**ENTRIES SHOWN:**

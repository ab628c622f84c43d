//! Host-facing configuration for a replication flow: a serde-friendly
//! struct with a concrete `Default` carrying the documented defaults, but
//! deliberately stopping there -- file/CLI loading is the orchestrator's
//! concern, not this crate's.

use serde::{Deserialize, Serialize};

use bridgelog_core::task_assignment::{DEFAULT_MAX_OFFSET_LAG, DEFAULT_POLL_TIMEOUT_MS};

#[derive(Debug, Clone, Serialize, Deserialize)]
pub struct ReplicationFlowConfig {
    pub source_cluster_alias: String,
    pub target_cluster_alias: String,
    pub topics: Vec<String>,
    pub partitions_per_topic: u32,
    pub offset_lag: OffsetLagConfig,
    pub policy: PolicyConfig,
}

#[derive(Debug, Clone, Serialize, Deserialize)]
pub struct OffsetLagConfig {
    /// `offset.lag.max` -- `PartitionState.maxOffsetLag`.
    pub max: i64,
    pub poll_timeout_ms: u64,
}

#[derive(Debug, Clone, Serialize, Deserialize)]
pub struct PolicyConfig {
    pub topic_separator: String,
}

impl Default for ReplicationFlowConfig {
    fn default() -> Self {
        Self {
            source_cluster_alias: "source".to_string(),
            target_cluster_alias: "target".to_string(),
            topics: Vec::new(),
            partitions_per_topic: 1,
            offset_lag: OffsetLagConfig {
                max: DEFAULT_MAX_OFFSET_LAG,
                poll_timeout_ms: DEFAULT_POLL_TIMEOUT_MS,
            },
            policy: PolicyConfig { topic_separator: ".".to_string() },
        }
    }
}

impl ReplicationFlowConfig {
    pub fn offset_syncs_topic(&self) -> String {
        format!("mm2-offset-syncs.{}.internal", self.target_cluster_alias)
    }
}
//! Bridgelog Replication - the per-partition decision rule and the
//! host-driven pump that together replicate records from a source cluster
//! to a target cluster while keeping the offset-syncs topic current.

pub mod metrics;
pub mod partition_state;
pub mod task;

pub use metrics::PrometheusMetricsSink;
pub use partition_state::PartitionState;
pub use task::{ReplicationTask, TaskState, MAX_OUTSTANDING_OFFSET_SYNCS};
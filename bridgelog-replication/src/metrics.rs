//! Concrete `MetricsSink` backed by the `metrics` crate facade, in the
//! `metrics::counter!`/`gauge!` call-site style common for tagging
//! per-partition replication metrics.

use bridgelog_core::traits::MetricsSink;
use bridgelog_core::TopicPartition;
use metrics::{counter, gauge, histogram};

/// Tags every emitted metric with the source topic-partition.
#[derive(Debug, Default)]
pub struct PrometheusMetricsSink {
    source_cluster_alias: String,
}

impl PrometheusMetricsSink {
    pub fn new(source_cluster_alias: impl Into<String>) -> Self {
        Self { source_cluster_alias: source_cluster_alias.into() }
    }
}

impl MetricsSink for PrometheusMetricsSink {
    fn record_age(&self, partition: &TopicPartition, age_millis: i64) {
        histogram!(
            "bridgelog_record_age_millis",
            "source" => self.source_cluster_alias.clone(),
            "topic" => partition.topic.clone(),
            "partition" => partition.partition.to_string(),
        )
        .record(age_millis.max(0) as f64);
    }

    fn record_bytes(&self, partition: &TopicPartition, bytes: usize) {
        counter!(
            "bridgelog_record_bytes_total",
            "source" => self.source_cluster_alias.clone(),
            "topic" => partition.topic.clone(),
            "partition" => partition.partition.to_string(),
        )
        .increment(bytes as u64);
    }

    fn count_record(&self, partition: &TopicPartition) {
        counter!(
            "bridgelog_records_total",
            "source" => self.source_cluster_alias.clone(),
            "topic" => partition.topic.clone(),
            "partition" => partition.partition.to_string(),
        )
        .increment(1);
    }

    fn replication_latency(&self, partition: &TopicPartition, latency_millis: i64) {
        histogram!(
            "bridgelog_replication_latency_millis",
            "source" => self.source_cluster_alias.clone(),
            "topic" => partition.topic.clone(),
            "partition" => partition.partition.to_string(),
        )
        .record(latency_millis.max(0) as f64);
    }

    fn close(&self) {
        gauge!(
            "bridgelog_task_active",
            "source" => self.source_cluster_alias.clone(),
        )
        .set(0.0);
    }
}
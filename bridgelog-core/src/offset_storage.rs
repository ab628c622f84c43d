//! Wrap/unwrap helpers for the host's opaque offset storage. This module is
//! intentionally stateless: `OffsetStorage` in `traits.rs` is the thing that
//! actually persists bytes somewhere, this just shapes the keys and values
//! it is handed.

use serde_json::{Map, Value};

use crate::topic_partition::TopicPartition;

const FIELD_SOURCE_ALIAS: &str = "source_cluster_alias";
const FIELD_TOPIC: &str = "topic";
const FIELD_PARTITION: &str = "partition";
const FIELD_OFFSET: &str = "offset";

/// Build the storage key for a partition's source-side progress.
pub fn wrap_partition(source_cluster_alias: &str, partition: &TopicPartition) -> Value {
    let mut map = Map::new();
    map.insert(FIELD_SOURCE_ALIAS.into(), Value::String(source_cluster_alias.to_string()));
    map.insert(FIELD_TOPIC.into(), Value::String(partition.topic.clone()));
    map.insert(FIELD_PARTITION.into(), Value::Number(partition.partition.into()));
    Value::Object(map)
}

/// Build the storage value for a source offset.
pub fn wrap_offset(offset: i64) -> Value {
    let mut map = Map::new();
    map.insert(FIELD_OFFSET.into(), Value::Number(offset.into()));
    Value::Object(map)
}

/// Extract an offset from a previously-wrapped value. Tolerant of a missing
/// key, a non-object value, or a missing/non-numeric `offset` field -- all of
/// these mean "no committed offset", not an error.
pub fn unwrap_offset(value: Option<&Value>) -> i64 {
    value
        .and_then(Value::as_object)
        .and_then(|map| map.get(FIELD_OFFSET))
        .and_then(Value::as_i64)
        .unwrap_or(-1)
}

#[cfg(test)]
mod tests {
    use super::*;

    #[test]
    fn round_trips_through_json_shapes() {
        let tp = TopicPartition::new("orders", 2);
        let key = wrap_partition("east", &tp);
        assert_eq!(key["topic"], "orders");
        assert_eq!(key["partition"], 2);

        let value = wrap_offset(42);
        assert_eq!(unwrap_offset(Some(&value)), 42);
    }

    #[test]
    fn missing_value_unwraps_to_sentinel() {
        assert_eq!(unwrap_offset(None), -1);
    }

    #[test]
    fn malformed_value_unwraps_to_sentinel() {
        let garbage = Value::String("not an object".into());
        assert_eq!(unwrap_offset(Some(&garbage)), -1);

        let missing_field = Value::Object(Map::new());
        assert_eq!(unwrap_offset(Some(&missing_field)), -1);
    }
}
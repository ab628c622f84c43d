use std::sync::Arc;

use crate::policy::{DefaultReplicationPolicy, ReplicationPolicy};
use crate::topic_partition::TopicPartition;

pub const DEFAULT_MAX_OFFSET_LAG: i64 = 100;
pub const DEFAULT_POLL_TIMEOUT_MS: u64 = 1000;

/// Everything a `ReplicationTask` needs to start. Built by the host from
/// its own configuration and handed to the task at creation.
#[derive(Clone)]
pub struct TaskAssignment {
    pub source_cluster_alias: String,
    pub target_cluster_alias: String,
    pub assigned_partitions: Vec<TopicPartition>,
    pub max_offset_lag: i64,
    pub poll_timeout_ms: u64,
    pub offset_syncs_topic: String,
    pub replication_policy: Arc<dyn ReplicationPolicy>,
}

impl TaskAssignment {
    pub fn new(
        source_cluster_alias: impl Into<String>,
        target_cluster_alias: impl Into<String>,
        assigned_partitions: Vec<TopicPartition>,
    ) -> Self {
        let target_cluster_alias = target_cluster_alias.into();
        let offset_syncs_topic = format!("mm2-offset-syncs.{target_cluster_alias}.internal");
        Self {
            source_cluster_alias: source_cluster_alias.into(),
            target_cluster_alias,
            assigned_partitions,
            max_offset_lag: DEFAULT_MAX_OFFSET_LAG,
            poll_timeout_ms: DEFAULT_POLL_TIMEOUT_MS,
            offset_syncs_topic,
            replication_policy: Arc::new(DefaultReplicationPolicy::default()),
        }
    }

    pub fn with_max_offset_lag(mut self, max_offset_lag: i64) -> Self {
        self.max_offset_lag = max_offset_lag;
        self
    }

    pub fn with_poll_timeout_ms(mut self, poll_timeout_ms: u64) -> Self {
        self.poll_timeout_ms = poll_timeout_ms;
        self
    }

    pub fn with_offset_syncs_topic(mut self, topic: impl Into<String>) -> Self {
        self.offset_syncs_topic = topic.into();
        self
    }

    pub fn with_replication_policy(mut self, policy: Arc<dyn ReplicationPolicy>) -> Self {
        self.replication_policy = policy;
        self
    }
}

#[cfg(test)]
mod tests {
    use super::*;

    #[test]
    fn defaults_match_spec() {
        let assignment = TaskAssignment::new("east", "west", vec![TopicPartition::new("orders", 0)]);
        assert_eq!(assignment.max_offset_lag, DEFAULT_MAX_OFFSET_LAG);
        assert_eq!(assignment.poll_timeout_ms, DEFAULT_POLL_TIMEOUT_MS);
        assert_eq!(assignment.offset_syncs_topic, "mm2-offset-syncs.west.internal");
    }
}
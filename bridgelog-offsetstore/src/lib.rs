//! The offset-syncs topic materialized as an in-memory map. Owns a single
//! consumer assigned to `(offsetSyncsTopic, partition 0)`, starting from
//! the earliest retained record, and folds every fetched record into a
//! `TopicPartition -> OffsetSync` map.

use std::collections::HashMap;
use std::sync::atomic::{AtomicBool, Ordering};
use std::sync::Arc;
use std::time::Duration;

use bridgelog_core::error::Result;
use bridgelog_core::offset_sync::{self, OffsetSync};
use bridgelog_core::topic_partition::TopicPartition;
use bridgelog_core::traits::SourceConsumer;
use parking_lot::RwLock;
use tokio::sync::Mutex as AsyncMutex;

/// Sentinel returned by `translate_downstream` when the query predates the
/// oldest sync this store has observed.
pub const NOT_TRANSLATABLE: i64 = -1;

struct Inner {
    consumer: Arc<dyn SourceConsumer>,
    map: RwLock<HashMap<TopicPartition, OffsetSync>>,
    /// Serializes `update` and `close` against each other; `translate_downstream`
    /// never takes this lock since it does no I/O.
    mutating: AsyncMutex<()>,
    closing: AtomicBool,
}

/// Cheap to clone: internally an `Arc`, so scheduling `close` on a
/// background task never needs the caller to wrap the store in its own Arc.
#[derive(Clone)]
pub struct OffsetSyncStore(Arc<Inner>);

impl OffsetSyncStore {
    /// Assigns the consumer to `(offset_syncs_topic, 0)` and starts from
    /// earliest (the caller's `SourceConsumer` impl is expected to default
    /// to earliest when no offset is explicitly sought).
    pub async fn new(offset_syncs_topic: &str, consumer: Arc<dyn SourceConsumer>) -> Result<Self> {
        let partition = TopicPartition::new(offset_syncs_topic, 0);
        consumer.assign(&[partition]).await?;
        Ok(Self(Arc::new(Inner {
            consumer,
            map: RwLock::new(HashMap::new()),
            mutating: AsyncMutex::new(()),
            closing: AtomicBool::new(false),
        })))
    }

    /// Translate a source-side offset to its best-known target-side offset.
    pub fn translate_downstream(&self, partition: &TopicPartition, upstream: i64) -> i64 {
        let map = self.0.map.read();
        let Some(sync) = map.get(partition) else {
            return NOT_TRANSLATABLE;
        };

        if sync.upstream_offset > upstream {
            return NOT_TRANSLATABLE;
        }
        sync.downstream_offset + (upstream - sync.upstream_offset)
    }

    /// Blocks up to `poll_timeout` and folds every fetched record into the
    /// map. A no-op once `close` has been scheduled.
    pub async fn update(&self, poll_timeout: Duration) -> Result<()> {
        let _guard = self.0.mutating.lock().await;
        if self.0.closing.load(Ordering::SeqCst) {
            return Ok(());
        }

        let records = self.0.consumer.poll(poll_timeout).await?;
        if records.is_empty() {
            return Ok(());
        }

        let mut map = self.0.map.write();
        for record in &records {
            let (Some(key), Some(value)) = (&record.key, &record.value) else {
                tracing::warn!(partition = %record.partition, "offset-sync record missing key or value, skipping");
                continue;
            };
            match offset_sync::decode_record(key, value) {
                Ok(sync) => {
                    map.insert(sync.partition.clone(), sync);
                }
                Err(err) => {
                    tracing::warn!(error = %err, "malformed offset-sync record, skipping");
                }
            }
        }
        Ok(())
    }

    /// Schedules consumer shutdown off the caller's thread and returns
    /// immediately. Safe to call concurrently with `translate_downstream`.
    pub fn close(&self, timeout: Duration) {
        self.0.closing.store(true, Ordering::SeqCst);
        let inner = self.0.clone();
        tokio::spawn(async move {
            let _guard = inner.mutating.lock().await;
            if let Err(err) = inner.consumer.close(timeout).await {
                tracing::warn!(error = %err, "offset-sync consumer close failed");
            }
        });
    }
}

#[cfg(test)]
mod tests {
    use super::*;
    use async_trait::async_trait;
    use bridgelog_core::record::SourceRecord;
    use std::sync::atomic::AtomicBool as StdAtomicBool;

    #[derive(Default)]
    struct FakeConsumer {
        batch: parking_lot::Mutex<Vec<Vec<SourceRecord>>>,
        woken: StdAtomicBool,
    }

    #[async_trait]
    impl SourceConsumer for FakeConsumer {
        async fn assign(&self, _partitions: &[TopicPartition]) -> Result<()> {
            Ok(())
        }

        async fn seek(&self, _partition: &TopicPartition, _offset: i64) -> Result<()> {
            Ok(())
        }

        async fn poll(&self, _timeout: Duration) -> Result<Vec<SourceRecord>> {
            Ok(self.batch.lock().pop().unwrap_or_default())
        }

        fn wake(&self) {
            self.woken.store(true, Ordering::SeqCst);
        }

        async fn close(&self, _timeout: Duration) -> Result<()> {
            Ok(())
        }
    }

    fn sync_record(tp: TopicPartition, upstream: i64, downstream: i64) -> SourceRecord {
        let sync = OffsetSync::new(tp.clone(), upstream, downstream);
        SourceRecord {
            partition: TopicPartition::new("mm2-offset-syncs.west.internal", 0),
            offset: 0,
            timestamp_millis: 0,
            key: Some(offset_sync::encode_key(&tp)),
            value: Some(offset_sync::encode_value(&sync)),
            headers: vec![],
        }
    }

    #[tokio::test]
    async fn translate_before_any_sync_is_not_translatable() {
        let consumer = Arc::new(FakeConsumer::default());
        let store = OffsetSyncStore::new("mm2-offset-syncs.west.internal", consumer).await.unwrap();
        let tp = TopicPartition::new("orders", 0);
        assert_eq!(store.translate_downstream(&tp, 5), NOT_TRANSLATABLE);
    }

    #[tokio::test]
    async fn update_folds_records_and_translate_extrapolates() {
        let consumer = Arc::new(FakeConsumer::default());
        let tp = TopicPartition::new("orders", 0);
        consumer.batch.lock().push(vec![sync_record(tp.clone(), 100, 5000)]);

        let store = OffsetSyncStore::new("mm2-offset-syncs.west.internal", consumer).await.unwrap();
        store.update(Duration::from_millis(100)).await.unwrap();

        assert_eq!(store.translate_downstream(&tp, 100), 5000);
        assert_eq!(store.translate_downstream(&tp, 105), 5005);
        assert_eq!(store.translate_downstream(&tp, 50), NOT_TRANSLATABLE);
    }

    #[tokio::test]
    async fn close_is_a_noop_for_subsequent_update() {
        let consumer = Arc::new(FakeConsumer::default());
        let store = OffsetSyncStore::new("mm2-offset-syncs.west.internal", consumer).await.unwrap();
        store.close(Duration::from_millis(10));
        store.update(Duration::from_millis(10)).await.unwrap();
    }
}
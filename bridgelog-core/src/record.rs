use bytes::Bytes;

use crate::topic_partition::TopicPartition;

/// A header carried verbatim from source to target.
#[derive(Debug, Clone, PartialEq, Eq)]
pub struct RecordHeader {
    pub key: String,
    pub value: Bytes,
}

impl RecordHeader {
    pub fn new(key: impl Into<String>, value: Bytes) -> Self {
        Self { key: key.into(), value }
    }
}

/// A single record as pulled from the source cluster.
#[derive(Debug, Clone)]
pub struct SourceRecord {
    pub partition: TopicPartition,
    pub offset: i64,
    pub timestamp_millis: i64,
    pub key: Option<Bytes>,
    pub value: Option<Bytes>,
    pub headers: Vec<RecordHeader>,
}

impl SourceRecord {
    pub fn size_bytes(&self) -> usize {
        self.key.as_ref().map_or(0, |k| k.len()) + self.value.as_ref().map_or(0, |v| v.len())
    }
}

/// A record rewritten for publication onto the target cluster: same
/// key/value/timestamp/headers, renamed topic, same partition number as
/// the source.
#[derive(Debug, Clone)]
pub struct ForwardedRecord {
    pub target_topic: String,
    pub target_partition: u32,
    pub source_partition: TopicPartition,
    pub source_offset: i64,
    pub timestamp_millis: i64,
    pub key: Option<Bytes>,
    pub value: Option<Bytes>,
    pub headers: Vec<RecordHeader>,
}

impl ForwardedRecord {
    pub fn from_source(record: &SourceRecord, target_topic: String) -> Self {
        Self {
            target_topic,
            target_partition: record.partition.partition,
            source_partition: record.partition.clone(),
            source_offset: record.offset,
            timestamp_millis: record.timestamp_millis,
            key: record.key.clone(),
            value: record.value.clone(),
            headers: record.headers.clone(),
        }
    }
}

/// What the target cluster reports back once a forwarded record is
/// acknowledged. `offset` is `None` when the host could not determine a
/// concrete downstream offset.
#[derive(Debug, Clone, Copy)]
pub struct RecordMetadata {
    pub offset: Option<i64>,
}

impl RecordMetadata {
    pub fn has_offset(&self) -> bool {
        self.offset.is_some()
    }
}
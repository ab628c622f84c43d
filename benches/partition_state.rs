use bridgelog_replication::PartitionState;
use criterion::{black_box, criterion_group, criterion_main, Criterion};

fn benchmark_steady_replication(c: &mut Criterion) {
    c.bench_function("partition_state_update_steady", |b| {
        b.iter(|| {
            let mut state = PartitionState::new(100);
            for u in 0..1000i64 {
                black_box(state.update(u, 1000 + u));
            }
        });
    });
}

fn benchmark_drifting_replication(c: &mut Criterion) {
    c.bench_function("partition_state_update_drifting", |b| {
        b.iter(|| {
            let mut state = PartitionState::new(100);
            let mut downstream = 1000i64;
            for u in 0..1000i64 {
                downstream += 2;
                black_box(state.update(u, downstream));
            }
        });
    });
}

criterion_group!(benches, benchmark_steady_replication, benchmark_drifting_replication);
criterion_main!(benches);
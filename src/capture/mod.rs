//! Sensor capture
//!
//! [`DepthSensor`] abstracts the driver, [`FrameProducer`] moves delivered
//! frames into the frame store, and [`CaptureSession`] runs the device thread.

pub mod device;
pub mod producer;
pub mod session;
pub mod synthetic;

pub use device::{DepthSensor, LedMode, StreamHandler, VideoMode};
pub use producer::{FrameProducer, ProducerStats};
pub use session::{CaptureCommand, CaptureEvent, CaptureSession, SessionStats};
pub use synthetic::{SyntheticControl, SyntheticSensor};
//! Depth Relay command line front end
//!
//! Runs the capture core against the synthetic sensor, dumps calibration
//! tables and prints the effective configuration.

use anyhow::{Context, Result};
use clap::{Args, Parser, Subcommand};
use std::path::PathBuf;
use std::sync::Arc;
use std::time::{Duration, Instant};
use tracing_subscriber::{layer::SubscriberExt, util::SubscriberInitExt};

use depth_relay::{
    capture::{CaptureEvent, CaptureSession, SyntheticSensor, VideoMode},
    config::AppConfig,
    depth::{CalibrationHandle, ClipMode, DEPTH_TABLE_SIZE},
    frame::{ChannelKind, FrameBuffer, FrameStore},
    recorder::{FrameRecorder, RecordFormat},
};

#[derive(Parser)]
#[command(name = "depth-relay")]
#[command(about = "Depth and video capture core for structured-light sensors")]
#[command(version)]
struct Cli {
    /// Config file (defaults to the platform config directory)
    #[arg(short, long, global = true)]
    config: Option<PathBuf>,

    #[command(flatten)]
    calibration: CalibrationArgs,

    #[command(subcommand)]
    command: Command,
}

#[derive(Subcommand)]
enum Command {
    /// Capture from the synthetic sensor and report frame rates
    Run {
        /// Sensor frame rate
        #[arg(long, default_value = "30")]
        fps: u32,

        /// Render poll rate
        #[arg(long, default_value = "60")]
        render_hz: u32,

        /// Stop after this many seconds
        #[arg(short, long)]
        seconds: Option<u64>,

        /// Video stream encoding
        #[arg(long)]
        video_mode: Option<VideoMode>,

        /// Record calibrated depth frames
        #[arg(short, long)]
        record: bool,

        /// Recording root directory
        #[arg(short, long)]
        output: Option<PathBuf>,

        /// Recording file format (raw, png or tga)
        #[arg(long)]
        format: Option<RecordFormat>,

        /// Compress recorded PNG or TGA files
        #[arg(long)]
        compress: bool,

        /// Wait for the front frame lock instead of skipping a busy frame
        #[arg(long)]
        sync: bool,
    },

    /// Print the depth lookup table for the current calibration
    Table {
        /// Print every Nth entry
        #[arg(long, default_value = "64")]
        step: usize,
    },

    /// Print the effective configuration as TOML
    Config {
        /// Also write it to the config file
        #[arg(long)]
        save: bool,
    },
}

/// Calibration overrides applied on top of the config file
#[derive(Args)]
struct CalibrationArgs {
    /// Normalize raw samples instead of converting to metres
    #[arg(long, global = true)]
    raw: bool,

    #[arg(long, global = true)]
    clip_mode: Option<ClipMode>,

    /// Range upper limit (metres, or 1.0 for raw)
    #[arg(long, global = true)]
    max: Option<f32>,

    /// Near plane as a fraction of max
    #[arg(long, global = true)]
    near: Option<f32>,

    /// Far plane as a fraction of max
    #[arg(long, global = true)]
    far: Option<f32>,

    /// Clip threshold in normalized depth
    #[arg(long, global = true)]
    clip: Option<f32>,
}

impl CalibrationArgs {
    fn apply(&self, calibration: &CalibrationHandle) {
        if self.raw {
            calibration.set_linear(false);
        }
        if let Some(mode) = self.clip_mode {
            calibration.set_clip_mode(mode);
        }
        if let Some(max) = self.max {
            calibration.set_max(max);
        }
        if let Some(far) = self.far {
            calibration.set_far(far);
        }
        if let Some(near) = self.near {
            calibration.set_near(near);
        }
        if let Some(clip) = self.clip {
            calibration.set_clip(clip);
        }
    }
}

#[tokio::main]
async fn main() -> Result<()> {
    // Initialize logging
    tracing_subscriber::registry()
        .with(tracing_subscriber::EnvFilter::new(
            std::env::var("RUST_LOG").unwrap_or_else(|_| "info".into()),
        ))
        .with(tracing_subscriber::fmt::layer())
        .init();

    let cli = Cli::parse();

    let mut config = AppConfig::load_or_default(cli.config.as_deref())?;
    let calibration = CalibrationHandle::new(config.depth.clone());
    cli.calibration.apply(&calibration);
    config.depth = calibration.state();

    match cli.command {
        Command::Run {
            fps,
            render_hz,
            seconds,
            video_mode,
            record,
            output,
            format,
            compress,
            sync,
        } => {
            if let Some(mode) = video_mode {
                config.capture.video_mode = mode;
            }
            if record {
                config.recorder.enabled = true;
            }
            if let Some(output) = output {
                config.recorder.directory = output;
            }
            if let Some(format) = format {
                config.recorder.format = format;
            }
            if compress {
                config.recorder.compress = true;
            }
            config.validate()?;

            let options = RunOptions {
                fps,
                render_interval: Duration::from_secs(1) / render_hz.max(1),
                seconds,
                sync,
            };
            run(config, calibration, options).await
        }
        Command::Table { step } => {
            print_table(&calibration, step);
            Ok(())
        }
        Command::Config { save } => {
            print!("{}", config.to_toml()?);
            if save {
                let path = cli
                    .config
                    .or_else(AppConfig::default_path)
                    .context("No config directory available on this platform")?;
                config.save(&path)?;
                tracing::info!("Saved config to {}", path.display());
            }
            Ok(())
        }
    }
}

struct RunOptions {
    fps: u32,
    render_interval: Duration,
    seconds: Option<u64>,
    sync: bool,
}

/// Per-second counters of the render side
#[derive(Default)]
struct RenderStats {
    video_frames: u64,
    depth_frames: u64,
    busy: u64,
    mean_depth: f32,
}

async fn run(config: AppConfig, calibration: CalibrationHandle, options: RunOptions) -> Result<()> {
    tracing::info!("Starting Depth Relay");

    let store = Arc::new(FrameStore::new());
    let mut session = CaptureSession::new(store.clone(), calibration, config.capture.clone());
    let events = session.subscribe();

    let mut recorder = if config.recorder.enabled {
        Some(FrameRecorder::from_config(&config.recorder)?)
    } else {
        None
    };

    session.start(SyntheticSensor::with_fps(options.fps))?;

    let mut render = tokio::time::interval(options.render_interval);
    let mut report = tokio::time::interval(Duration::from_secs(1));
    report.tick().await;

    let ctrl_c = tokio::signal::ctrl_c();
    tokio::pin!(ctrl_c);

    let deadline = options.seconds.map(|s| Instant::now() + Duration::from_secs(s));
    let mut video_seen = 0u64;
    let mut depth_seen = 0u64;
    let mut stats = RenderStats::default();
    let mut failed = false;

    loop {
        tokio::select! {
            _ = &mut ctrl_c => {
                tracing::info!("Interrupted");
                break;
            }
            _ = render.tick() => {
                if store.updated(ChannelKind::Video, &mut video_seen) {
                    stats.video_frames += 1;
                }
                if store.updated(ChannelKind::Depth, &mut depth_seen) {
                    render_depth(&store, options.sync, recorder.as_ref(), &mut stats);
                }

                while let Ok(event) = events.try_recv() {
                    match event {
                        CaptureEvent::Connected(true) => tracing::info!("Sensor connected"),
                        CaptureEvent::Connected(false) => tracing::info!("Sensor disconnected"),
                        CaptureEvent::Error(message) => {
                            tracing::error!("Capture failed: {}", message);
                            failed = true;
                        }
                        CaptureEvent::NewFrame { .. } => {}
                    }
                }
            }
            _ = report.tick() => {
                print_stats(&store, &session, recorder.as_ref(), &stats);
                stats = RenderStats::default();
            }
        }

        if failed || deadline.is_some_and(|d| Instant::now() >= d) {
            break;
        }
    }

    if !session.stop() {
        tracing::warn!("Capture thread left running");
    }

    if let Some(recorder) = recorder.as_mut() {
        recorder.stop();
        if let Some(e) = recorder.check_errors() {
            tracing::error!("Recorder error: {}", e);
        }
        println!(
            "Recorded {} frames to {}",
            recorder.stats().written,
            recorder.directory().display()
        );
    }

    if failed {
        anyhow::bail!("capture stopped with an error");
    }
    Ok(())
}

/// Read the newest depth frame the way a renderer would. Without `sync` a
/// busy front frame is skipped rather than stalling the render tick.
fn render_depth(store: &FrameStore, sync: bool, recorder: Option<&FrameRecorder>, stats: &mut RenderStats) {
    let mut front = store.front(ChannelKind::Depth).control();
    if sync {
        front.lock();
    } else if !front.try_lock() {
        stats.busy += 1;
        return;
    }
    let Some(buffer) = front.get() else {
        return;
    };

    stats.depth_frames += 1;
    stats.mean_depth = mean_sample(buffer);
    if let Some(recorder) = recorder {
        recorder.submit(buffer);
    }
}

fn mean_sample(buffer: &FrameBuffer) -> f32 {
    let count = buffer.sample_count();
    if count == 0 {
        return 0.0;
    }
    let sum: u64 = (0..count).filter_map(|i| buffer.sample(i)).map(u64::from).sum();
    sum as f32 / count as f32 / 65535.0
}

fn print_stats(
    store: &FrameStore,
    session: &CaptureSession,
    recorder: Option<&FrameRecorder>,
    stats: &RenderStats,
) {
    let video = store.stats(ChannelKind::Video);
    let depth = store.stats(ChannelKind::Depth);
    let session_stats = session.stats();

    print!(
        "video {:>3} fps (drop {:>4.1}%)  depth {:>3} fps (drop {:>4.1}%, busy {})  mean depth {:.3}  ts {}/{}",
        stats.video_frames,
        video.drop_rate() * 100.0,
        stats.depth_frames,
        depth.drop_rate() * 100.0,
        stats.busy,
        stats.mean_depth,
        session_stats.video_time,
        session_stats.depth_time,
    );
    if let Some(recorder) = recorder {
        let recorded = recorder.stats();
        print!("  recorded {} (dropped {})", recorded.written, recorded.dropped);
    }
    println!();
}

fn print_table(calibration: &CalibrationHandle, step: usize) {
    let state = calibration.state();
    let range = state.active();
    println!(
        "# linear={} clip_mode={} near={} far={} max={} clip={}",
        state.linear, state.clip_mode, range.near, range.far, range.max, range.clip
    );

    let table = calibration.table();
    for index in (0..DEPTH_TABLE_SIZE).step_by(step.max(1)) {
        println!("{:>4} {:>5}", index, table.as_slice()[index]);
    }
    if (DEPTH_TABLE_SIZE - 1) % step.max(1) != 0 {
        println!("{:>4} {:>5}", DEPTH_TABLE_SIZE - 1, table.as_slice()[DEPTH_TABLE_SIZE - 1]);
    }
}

**WHAT YOU WILL DO:** Taking the lines above, repeat exactly those from the line that contains "let mut front" through the line that contains "stats.depth_frames += 1;", and both of those lines as well. Include nothing else.

**ANSWER FOR THIS EXERCISE:**
    let mut front = store.front(ChannelKind::Depth).control();
    if sync {
        front.lock();
    } else if !front.try_lock() {
        stats.busy += 1;
        return;
    }
    let Some(buffer) = front.get() else {
        return;
    };

    stats.depth_frames += 1;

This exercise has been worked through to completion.